(RECORDS SHOWN begins)

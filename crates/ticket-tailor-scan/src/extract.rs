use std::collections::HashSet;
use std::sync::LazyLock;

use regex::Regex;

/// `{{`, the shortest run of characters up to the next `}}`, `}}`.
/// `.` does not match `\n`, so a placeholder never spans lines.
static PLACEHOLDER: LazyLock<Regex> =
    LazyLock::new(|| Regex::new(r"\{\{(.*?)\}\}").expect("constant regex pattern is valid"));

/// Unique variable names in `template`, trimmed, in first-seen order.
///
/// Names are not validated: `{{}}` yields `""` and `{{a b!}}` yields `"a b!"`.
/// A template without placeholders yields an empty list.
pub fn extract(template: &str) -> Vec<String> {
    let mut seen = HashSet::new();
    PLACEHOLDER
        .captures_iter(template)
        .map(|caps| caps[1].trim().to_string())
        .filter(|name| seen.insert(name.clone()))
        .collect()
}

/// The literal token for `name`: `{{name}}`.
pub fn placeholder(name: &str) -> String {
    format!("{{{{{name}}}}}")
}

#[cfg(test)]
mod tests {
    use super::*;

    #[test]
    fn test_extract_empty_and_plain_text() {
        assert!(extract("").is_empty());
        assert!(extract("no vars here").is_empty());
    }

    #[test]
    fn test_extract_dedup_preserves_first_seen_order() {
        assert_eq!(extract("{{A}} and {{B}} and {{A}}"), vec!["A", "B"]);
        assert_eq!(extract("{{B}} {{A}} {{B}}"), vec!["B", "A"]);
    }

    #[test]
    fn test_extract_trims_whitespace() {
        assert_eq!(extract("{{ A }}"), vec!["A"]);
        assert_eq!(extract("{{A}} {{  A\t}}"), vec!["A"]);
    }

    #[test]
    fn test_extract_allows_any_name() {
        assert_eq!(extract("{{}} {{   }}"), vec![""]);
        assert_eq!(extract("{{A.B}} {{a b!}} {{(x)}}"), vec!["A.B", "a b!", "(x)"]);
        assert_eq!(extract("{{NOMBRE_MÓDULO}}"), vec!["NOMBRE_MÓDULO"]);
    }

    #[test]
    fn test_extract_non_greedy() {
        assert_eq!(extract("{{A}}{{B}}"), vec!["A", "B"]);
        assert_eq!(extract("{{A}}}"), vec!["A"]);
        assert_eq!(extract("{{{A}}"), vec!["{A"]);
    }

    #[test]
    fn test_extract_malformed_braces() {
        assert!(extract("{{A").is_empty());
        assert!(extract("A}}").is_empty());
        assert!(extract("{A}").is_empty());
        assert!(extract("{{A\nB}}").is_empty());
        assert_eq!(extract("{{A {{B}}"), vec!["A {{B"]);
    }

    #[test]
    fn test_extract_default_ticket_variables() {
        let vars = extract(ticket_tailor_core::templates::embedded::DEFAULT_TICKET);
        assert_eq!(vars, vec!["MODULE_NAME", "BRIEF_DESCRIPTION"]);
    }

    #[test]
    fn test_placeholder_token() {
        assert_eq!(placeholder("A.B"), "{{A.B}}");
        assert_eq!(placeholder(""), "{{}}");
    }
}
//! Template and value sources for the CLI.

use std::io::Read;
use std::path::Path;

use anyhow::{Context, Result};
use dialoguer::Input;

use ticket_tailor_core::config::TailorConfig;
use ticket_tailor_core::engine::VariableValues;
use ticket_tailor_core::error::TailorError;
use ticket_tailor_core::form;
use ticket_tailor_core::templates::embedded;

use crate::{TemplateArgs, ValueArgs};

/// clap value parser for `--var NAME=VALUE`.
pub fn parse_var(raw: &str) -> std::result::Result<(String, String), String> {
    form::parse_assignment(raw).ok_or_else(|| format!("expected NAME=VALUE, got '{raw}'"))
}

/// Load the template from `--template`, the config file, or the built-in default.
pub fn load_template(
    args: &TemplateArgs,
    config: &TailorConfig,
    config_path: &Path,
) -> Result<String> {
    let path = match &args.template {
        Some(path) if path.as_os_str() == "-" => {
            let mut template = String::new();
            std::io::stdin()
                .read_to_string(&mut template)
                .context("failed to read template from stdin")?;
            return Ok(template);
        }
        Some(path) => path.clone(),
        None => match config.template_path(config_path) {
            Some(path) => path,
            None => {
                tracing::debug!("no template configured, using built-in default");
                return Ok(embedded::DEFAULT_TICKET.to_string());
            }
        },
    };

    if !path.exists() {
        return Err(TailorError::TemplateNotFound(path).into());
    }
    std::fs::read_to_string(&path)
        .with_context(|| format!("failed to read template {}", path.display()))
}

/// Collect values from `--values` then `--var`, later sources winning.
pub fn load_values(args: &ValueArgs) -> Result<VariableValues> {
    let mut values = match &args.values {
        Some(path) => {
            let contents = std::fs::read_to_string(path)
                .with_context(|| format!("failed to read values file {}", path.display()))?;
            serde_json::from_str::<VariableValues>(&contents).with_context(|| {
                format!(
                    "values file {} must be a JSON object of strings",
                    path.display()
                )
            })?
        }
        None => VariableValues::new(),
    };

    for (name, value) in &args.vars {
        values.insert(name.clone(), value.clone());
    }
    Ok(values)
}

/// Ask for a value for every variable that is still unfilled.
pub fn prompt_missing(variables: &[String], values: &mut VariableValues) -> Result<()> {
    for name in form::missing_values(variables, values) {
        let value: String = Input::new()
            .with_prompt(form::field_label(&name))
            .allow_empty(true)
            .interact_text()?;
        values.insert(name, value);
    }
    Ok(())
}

(RECORDS SHOWN ends)
(RECORDS SHOWN begins)

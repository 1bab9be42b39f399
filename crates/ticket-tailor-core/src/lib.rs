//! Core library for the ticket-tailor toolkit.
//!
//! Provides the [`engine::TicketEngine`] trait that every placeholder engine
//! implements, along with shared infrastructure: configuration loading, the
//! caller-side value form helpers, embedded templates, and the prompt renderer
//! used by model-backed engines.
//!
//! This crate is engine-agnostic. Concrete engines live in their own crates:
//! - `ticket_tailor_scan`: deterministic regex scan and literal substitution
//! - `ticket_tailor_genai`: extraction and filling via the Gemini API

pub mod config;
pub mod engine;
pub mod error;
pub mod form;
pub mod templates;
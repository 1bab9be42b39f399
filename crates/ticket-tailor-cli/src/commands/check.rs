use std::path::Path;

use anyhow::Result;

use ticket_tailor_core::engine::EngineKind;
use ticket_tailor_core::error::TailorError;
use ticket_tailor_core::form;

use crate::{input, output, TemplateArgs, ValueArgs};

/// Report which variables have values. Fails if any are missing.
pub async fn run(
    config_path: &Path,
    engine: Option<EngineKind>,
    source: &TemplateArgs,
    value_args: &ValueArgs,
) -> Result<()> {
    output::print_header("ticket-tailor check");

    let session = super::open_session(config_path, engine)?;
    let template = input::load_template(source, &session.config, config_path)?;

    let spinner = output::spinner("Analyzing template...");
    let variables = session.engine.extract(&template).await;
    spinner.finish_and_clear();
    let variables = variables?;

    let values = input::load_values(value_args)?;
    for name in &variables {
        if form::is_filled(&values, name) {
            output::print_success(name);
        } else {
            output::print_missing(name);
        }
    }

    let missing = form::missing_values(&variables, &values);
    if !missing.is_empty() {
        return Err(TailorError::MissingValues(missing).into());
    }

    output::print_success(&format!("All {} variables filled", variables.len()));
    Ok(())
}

(RECORDS SHOWN ends)

■ PROBLEM REQUIREMENTS
Among the entries above, count every line containing the string "HashSet". Your reply must be that number alone.

■ EXERCISE RESULT
2